269:                "name": "centos-postgresql-94-centos7",
270:                "image": "centos/postgresql-94-centos7",
354:                "centos-postgresql-94-centos7"
358:                "name": "centos/postgresql-94-centos7:latest"
murphy:dataverse pdurbin$ 

I did find https://hub.docker.com/r/centos/postgresql-96-centos7/ so maybe this task wouldn't be too bad.

donsizemore commented 6 years ago

Just a note that I've imported a dump of Odum's production 9.3 database using custom format into a 9.6 test instance and pointed https://dataverse-test.irss.unc.edu/ at it, using the 42.2 Postgres JDBC driver.

Basic dataverse/dataset creation, file upload and publishing seem to work, no complaints in the Glassfish log as of yet.
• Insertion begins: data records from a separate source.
//! Environment-driven launch flags and executable discovery.

use std::env;
use std::path::{Path, PathBuf};

/// Environment variable that points at a browser executable.
pub const CHROME_PATH_ENV: &str = "CHROME_PATH";

const CONTAINER_MARKERS: &[&str] = &["/.dockerenv", "/run/.containerenv"];

/// Facts about the execution environment that influence launch flags.
#[derive(Debug, Clone, Copy, Default, PartialEq, Eq)]
pub struct LaunchEnvironment {
    pub in_container: bool,
    pub in_ci: bool,
}

impl LaunchEnvironment {
    pub fn detect() -> Self {
        Self {
            in_container: detect_container(),
            in_ci: env::var("CI")
                .map(|value| !value.is_empty() && value != "false" && value != "0")
                .unwrap_or(false),
        }
    }

    /// Switches required for a stable launch in this environment.
    pub fn launch_args(&self) -> Vec<String> {
        let mut args = Vec::new();
        if self.in_container {
            args.push("--no-sandbox".to_string());
        }
        if self.in_container || self.in_ci {
            args.push("--disable-features=VizDisplayCompositor".to_string());
        }
        args
    }
}

fn detect_container() -> bool {
    if env::var_os("container").is_some() {
        return true;
    }
    if CONTAINER_MARKERS.iter().any(|marker| Path::new(marker).exists()) {
        return true;
    }
    std::fs::read_to_string("/proc/1/cgroup")
        .map(|cgroup| cgroup.contains("docker") || cgroup.contains("kubepods"))
        .unwrap_or(false)
}

/// Resolves the browser executable.
///
/// Priority: explicit path > `CHROME_PATH` > platform install locations > `PATH`.
pub fn find_executable(configured: Option<&Path>) -> Option<PathBuf> {
    if let Some(path) = configured {
        return Some(path.to_path_buf());
    }
    if let Some(path) = env::var_os(CHROME_PATH_ENV).filter(|value| !value.is_empty()) {
        return Some(PathBuf::from(path));
    }

    if let Some(found) = platform_candidates()
        .into_iter()
        .find(|candidate| candidate.is_file())
    {
        return Some(found);
    }

    let path_var = env::var_os("PATH")?;
    env::split_paths(&path_var).find_map(|dir| {
        path_binary_names()
            .iter()
            .map(|name| dir.join(name))
            .find(|candidate| candidate.is_file())
    })
}

fn path_binary_names() -> &'static [&'static str] {
    if cfg!(windows) {
        &["chrome.exe", "msedge.exe"]
    } else {
        &[
            "google-chrome-stable",
            "google-chrome",
            "chromium",
            "chromium-browser",
            "microsoft-edge",
        ]
    }
}

fn platform_candidates() -> Vec<PathBuf> {
    if cfg!(target_os = "macos") {
        let mut candidates = vec![
            PathBuf::from("/Applications/Google Chrome.app/Contents/MacOS/Google Chrome"),
            PathBuf::from("/Applications/Chromium.app/Contents/MacOS/Chromium"),
            PathBuf::from("/Applications/Microsoft Edge.app/Contents/MacOS/Microsoft Edge"),
        ];
        if let Some(home) = env::var_os("HOME") {
            candidates.push(
                PathBuf::from(home)
                    .join("Applications/Google Chrome.app/Contents/MacOS/Google Chrome"),
            );
        }
        candidates
    } else if cfg!(windows) {
        ["PROGRAMFILES", "PROGRAMFILES(X86)", "LOCALAPPDATA"]
            .iter()
            .filter_map(|var| env::var_os(var))
            .flat_map(|base| {
                let base = PathBuf::from(base);
                [
                    base.join("Google\\Chrome\\Application\\chrome.exe"),
                    base.join("Microsoft\\Edge\\Application\\msedge.exe"),
                ]
            })
            .collect()
    } else {
        vec![
            PathBuf::from("/usr/bin/google-chrome-stable"),
            PathBuf::from("/usr/bin/google-chrome"),
            PathBuf::from("/usr/bin/chromium"),
            PathBuf::from("/usr/bin/chromium-browser"),
            PathBuf::from("/snap/bin/chromium"),
        ]
    }
}

#[cfg(test)]
mod tests {
    use super::*;

    #[test]
    fn container_disables_sandbox_and_compositor() {
        let env = LaunchEnvironment {
            in_container: true,
            in_ci: false,
        };
        assert_eq!(
            env.launch_args(),
            vec![
                "--no-sandbox".to_string(),
                "--disable-features=VizDisplayCompositor".to_string()
            ]
        );
    }

    #[test]
    fn ci_only_disables_compositor() {
        let env = LaunchEnvironment {
            in_container: false,
            in_ci: true,
        };
        assert_eq!(
            env.launch_args(),
            vec!["--disable-features=VizDisplayCompositor".to_string()]
        );
    }

    #[test]
    fn plain_environment_has_no_extra_args() {
        assert!(LaunchEnvironment::default().launch_args().is_empty());
    }

    #[test]
    fn configured_executable_wins() {
        let path = Path::new("/opt/custom/chrome");
        assert_eq!(find_executable(Some(path)), Some(path.to_path_buf()));
    }
}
Registration is open if anyone wants to beat up on it.

pdurbin commented 6 years ago

@donsizemore thanks for testing 9.6! At standup I mentioned that it might be nice to have our new intern Ben try out the new 9.6 for devs instructions at d176002 to make sure they work.
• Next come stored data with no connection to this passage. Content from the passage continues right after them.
use serde::{Deserialize, Serialize};
use std::path::{Path, PathBuf};
use std::time::Duration;
use thiserror::Error;

use crate::types::ConvertType;

/// Directory name under `$HOME/.config` holding the central config.
pub const CONFIG_DIR_NAME: &str = "slidepress";
pub const CONFIG_FILE_NAME: &str = "config.toml";

#[derive(Debug, Error)]
pub enum ConfigError {
    #[error("{0}")]
    Io(#[from] std::io::Error),
    #[error("{0}")]
    Parse(#[from] toml::de::Error),
}

#[derive(Debug, Clone, PartialEq, Serialize, Deserialize)]
#[serde(default, deny_unknown_fields)]
pub struct Config {
    #[serde(rename = "type")]
    pub convert_type: Option<ConvertType>,
    pub template: String,
    pub jpeg_quality: u8,
    pub allow_local_files: bool,
    pub html: Option<bool>,
    pub lang: Option<String>,
    pub output: Option<PathBuf>,
    pub input_dir: Option<PathBuf>,
    pub theme_set: Vec<PathBuf>,
    pub timeouts: Timeouts,
    pub browser: BrowserSettings,
}

#[derive(Debug, Clone, Copy, PartialEq, Eq, Serialize, Deserialize)]
#[serde(default, deny_unknown_fields)]
pub struct Timeouts {
    #[serde(with = "humantime_serde")]
    pub navigation: Duration,
    #[serde(with = "humantime_serde")]
    pub network_idle: Duration,
}

impl Default for Timeouts {
    fn default() -> Self {
        Self {
            navigation: Duration::from_secs(30),
            network_idle: Duration::from_secs(10),
        }
    }
}

#[derive(Debug, Clone, Default, PartialEq, Eq, Serialize, Deserialize)]
#[serde(default, deny_unknown_fields)]
pub struct BrowserSettings {
    pub executable: Option<PathBuf>,
    pub headful: bool,
}

impl Default for Config {
    fn default() -> Self {
        Self {
            convert_type: None,
            template: "bespoke".to_string(),
            jpeg_quality: 85,
            allow_local_files: false,
            html: None,
            lang: None,
            output: None,
            input_dir: None,
            theme_set: Vec::new(),
            timeouts: Timeouts::default(),
            browser: BrowserSettings::default(),
        }
    }
}

impl Config {
    /// `$HOME/.config/slidepress/config.toml`, if `HOME` is set.
    pub fn central_config_path() -> Option<PathBuf> {
        let home = std::env::var_os("HOME").filter(|h| !h.is_empty())?;
        Some(
            PathBuf::from(home)
                .join(".config")
                .join(CONFIG_DIR_NAME)
                .join(CONFIG_FILE_NAME),
        )
    }

    /// Loads an explicit config, falling back to the central one, then defaults.
    ///
    /// Relative paths inside a file are resolved against the file's directory.
    pub fn load(path: Option<&Path>) -> Result<Config, ConfigError> {
        let candidate = match path {
            Some(path) => Some(path.to_path_buf()),
            None => Self::central_config_path().filter(|p| p.is_file()),
        };
        let Some(path) = candidate else {
            return Ok(Config::default());
        };

        let content = std::fs::read_to_string(&path)?;
        let mut config = Self::from_toml_str(&content)?;
        if let Some(base) = path.parent() {
            config.resolve_paths(base);
        }
        Ok(config)
    }

    pub fn from_toml_str(content: &str) -> Result<Config, ConfigError> {
        Ok(toml::from_str(content)?)
    }

    fn resolve_paths(&mut self, base: &Path) {
        let resolve = |p: &mut PathBuf| {
            if p.is_relative() {
                *p = base.join(&*p);
            }
        };
        self.output.iter_mut().for_each(resolve);
        self.input_dir.iter_mut().for_each(resolve);
        self.theme_set.iter_mut().for_each(resolve);
        self.browser.executable.iter_mut().for_each(resolve);
    }

    pub fn validate(&self) -> Result<(), String> {
        if !(1..=100).contains(&self.jpeg_quality) {
            return Err(format!(
                "jpeg_quality must be between 1 and 100 (got {})",
                self.jpeg_quality
            ));
        }
        if self.timeouts.navigation.is_zero() {
            return Err("timeouts.navigation must be greater than zero".to_string());
        }
        if self.timeouts.network_idle.is_zero() {
            return Err("timeouts.network_idle must be greater than zero".to_string());
        }
        if self.template.trim().is_empty() {
            return Err("template must not be empty".to_string());
        }
        Ok(())
    }
}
pdurbin commented 6 years ago

I decided to go ahead and switch my dev environment over to Postgres 9.6 (I think I was using 9.2 before) so I followed the instructions in the pull request and they worked fine but I did make a tweak at 21ab80e to note that pgAdmin 4 is now the tool to use. It's web-based and looks like this:

screen shot 2018-06-04 at 1 33 52 pm

Over at https://www.pgadmin.org/download/ it says "WARNING: pgAdmin 3 is no longer supported. It is recommended that you download pgAdmin 4 instead."
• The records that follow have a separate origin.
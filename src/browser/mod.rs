//! Headless browser automation for PDF and raster output.
//!
//! # Module Structure
//!
//! - [`session`] - Shared browser session with lazy launch and scoped pages
//! - [`driver`] - Backend traits (browser, page, page task)
//! - [`chromium`] - DevTools backend for Chrome/Chromium/Edge
//! - [`launch`] - Environment-driven flags and executable discovery
//! - [`guard`] - Diagnostics for blocked local-file loads
//!
//! # Example
//!
//! ```no_run
//! use slidepress_lib::browser::{BrowserSession, ChromiumDriver, LaunchEnvironment, LaunchOptions};
//! use std::sync::Arc;
//!
//! # async fn example() -> slidepress_lib::Result<()> {
//! let options = LaunchOptions {
//!     args: LaunchEnvironment::detect().launch_args(),
//!     ..LaunchOptions::default()
//! };
//! let session = BrowserSession::new(Arc::new(ChromiumDriver), options);
//! let browser = session.run_browser().await?;
//! let page = browser.new_page().await?;
//! page.close().await?;
//! session.close_browser().await?;
//! # Ok(())
//! # }
//! ```

mod chromium;
mod driver;
mod guard;
mod launch;
mod session;

pub use chromium::ChromiumDriver;
pub use driver::{
    BrowserDriver, BrowserHandle, FailureListener, ImageFormat, LaunchOptions, LaunchedBrowser,
    PageHandle, PageTask,
};
pub use guard::{blocked_files_warning, LocalFileAccessGuard};
pub use launch::{find_executable, LaunchEnvironment, CHROME_PATH_ENV};
pub use session::{BrowserSession, LocalFileStrategy};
screen shot 2018-06-04 at 1 39 26 pm

So, onwards and upwards, I guess. I tested version 9.6.9 of Interactive installer by EnterpriseDB (the version noted in the pull request) and it includes pgAdmin 4.

I also merged the latest from develop in 33c11e5 while I was in there.

pdurbin commented 6 years ago

@donsizemore is going to update pull request #4721 to update the JDBC postgres drivers so I'm pulling this out of QA. See #3789 and http://irclog.iq.harvard.edu/dataverse/2018-06-08#i_68545

pdurbin commented 6 years ago

I gave @kcondon a brain dump of how @donsizemore further improved the pull request to get down to a single JDBC driver. This is what seems to be recommended by the Postgres docs. https://jdbc.postgresql.org/about/about.html says, "The current version of the driver should be compatible with PostgreSQL 8.2 and higher, and Java 6 (JDBC 4.0), Java 7 (JDBC 4.1) and Java 8 (JDBC 4.2)." I went ahead and moved this issue and #3789 to QA but @landreev might want to take a look.